Your instructions: Where a line of the data below has the string "example", copy that line.

Stored items
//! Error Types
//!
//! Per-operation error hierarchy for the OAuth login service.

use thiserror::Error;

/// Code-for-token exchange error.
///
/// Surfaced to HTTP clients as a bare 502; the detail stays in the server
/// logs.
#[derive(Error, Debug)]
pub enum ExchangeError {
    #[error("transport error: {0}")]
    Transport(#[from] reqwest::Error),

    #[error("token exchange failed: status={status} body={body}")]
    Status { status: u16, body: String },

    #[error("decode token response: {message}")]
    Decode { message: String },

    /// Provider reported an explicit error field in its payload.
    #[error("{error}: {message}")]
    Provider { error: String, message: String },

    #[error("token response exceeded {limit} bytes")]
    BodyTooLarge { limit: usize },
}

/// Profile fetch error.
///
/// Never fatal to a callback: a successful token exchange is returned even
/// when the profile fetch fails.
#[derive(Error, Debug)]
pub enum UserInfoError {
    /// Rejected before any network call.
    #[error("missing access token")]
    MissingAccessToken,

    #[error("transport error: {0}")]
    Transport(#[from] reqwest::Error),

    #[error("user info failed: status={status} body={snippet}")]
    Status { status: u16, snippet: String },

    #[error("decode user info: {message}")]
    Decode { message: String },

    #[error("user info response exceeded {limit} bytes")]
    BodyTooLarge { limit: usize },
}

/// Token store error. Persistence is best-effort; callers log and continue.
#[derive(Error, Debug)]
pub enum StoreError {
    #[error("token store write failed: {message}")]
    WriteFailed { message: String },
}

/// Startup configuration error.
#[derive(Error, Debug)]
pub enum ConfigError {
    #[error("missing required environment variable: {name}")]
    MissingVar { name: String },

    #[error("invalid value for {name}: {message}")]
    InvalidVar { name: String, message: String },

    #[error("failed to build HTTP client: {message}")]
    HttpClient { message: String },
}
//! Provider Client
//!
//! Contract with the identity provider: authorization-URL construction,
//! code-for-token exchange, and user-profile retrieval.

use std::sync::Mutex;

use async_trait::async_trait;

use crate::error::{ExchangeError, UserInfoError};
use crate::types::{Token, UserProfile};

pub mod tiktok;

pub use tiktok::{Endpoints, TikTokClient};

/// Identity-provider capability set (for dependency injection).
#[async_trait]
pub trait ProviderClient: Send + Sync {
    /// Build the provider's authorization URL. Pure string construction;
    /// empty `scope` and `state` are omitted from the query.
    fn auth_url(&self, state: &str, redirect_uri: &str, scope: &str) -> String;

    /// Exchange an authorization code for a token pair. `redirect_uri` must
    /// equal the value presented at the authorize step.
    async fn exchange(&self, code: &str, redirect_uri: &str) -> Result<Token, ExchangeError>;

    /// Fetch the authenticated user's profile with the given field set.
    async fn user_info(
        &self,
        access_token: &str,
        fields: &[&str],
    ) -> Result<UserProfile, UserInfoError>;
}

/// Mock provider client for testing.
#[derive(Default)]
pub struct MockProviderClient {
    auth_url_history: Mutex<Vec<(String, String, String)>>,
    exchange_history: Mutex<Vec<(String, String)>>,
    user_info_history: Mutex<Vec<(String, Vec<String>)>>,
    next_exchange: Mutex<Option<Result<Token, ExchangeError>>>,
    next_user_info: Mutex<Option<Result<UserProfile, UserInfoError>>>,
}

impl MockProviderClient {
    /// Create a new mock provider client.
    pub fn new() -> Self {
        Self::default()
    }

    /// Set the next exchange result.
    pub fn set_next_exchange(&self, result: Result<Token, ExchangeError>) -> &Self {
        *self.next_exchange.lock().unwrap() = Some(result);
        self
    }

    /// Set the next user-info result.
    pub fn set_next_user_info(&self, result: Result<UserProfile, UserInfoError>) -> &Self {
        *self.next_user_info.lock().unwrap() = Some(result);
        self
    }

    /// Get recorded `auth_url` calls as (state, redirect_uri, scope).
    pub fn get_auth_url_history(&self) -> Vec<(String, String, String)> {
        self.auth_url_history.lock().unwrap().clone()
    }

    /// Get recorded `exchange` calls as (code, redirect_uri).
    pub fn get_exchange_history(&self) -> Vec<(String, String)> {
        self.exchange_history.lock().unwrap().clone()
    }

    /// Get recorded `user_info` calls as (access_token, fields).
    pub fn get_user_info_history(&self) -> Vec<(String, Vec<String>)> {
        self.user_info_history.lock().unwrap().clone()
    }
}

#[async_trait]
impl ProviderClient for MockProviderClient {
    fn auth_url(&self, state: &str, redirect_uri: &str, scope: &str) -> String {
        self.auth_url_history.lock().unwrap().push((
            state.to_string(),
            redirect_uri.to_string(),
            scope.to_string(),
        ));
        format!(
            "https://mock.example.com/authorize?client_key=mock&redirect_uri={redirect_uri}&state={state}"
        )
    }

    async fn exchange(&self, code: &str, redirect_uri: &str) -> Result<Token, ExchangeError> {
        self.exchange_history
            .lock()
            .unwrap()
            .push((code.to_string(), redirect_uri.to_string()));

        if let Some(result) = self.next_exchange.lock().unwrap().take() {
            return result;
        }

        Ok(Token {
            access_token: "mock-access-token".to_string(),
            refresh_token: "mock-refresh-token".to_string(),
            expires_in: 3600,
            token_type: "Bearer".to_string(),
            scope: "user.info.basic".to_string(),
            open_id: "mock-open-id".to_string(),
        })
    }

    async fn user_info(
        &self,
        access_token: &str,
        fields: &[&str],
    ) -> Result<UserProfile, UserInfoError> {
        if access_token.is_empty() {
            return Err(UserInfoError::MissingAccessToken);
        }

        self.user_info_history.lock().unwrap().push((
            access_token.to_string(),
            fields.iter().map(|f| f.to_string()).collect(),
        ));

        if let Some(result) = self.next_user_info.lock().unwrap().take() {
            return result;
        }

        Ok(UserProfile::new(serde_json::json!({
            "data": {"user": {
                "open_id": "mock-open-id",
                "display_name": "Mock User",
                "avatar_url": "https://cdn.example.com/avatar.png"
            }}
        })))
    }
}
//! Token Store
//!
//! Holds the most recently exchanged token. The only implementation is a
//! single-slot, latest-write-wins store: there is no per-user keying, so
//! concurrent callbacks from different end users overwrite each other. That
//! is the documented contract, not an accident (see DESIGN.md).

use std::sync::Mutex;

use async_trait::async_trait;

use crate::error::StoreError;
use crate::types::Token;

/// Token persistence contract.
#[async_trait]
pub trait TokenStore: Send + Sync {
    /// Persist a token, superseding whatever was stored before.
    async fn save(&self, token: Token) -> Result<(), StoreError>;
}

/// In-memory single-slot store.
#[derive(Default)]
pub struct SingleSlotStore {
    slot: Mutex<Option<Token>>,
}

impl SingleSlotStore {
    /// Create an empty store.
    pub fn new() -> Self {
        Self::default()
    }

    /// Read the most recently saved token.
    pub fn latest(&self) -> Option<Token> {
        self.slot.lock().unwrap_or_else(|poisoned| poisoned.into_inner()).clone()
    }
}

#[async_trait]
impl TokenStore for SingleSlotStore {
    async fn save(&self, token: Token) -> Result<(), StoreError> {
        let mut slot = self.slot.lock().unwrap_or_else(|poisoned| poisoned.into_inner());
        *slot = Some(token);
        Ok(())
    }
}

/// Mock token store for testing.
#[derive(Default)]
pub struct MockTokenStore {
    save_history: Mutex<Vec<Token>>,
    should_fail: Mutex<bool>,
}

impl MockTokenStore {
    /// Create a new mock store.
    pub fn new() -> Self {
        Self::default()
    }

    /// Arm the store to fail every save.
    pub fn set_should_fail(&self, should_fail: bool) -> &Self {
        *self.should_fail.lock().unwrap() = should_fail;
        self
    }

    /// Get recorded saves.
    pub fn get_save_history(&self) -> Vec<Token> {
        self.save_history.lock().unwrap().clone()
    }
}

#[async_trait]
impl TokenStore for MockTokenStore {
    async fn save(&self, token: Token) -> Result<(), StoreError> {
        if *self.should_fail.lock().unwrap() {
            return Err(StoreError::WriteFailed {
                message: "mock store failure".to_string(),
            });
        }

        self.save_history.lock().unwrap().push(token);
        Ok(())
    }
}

Solution to the problem:
            "https://mock.example.com/authorize?client_key=mock&redirect_uri={redirect_uri}&state={state}"
                "avatar_url": "https://cdn.example.com/avatar.png"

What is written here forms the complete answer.